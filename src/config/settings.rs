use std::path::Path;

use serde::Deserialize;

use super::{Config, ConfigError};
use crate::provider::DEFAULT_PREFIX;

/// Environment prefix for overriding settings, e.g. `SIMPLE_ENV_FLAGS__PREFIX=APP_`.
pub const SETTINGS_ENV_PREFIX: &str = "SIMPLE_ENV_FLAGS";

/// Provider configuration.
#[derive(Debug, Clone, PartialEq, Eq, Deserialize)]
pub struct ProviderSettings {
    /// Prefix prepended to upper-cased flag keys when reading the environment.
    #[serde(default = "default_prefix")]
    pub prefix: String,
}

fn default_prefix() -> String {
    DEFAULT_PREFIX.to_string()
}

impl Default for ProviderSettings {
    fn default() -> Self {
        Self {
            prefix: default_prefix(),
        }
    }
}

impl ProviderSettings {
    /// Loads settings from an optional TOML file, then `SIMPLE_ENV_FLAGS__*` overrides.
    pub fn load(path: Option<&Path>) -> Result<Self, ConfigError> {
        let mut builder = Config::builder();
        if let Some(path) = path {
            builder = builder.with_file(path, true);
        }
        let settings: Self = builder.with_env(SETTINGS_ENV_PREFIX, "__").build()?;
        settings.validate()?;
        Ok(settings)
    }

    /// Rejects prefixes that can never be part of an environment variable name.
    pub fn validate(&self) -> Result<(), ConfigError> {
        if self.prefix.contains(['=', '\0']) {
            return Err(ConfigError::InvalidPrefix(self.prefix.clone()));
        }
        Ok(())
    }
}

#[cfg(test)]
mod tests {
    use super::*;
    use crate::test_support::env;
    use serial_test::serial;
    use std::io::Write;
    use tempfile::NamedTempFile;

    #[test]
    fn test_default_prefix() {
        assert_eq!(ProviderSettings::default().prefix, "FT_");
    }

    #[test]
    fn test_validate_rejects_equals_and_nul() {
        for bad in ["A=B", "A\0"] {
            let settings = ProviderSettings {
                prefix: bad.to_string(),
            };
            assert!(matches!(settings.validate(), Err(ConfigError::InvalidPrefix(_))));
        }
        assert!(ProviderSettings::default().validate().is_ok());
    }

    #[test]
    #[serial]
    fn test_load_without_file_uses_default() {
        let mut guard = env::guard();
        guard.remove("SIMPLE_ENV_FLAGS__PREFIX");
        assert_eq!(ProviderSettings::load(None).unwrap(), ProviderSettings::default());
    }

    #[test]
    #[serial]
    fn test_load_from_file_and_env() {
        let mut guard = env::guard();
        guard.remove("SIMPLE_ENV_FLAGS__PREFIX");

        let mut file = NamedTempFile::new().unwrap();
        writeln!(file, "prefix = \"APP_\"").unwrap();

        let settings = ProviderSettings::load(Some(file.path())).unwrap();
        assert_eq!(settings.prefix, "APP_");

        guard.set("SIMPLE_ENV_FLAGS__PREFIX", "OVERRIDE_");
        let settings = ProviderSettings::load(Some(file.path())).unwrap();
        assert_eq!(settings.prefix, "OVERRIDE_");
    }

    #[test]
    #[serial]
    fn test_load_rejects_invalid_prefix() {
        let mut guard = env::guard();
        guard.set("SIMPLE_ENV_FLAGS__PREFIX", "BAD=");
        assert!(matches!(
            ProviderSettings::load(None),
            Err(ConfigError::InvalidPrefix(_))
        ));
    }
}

· · · · ·

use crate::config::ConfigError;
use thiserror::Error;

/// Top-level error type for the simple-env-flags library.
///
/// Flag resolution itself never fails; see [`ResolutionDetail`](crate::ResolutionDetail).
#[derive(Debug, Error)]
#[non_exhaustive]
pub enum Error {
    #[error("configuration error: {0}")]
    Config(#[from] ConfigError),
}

· · · · ·

# [Exercise instructions]
Copy out each line of the records where the word "derive" appears.

# [Answer to this task]
#[derive(Debug, Clone, PartialEq, Eq, Deserialize)]
#[derive(Debug, Error)]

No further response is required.